Your answer should be only the lines below from the one with "(Some(_), Some(rank)) =>" to the one with "a run position.", repeated exactly, ends included.
BEGIN
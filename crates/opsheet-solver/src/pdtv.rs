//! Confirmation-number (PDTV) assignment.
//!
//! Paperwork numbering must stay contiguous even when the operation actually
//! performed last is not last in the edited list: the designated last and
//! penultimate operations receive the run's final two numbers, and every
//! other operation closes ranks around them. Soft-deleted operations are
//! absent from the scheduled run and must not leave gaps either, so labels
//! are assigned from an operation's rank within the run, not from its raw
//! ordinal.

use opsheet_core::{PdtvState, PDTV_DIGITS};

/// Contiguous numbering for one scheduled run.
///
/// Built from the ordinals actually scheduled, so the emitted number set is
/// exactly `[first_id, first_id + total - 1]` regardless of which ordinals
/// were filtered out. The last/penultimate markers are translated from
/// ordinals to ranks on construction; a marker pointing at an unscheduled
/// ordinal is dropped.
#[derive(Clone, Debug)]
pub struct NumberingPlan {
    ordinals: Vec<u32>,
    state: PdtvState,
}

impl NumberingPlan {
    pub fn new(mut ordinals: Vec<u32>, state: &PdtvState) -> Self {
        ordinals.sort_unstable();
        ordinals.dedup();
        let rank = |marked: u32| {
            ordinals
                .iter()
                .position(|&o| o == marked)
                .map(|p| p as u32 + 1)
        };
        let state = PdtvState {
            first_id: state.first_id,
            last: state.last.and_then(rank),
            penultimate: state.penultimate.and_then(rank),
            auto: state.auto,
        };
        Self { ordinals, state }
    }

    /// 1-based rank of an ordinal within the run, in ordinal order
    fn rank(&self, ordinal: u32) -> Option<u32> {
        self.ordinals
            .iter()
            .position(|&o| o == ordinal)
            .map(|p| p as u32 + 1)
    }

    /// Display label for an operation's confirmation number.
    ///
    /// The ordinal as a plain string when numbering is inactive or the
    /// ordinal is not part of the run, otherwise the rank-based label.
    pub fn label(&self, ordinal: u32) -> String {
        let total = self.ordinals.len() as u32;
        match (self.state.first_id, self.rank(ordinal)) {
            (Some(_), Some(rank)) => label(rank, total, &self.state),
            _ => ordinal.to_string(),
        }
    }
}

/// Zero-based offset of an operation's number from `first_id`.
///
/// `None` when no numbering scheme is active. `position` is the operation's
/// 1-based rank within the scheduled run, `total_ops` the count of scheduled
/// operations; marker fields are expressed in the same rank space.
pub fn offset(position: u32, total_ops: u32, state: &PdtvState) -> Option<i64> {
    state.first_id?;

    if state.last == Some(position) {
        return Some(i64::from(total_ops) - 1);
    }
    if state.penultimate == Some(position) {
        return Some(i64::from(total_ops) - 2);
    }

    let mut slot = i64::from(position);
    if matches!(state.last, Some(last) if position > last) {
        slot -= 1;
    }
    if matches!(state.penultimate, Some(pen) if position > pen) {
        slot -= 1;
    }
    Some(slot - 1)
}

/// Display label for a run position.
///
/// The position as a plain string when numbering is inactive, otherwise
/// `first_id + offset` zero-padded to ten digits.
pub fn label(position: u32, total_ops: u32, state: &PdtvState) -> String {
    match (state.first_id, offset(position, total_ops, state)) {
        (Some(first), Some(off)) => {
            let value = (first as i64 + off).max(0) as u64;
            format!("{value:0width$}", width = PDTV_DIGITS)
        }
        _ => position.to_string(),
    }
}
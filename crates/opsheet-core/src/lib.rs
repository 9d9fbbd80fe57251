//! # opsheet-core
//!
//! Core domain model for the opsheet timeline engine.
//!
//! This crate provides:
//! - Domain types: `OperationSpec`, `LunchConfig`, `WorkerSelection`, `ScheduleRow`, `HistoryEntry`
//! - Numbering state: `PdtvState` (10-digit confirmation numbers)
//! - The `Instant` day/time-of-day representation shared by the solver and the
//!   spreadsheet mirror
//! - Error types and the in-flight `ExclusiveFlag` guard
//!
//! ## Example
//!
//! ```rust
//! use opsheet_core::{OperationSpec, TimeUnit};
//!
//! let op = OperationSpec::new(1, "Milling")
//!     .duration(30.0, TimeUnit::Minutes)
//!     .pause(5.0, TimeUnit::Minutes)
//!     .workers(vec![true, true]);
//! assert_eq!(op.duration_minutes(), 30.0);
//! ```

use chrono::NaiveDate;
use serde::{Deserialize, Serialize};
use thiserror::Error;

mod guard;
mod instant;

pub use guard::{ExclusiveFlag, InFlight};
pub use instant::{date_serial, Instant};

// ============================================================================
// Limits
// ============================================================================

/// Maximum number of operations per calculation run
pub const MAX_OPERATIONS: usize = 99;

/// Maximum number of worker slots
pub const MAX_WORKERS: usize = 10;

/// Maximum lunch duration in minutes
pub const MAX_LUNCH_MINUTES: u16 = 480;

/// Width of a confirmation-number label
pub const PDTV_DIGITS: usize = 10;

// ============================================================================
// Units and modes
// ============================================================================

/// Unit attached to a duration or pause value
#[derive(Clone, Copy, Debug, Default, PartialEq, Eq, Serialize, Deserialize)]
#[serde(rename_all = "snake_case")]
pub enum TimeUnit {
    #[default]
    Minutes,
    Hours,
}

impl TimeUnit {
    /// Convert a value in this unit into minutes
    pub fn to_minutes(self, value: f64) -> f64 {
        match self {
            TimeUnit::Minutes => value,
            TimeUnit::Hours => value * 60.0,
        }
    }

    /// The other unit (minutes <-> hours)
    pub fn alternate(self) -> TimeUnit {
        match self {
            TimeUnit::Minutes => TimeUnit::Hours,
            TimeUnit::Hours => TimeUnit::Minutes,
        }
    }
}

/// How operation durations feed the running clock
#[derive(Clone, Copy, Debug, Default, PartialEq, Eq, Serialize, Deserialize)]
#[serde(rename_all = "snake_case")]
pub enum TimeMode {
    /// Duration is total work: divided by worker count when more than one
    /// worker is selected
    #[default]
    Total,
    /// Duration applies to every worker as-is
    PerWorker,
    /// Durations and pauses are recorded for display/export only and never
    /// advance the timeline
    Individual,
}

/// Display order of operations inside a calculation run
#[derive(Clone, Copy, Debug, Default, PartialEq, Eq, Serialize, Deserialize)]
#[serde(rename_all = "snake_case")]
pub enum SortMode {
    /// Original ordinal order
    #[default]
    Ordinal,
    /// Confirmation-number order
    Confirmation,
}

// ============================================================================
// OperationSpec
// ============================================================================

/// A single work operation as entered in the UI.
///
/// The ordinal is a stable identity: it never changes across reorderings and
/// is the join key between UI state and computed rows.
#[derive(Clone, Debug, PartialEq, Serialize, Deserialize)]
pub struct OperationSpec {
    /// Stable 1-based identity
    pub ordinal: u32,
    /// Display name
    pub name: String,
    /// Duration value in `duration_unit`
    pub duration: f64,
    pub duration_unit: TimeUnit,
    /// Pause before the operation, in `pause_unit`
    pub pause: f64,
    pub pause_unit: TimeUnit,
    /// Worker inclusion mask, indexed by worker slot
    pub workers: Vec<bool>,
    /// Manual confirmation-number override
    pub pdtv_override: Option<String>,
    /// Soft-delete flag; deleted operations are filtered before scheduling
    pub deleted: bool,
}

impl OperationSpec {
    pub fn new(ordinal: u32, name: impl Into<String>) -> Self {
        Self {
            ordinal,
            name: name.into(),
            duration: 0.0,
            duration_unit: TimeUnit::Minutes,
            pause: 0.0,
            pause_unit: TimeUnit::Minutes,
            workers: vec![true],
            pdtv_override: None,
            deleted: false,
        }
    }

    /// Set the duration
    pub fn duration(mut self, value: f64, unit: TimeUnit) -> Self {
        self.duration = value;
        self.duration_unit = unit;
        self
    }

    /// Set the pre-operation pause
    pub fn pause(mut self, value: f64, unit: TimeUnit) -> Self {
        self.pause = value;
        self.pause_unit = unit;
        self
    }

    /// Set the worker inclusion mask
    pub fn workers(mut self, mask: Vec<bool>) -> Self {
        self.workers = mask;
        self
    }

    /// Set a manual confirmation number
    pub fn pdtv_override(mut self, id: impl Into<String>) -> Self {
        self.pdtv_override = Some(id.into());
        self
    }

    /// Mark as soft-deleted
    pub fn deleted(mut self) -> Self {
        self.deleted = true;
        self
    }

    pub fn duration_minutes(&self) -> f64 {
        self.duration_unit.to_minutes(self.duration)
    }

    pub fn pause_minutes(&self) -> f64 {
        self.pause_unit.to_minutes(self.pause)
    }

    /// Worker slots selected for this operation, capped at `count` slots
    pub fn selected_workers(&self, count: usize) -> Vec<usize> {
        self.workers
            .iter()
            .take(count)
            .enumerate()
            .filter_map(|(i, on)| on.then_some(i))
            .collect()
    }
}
END
*Solved exercise:*
            (Some(_), Some(rank)) => label(rank, total, &self.state),
            _ => ordinal.to_string(),
        }
    }
}

/// Zero-based offset of an operation's number from `first_id`.
///
/// `None` when no numbering scheme is active. `position` is the operation's
/// 1-based rank within the scheduled run, `total_ops` the count of scheduled
/// operations; marker fields are expressed in the same rank space.
pub fn offset(position: u32, total_ops: u32, state: &PdtvState) -> Option<i64> {
    state.first_id?;

    if state.last == Some(position) {
        return Some(i64::from(total_ops) - 1);
    }
    if state.penultimate == Some(position) {
        return Some(i64::from(total_ops) - 2);
    }

    let mut slot = i64::from(position);
    if matches!(state.last, Some(last) if position > last) {
        slot -= 1;
    }
    if matches!(state.penultimate, Some(pen) if position > pen) {
        slot -= 1;
    }
    Some(slot - 1)
}

/// Display label for a run position.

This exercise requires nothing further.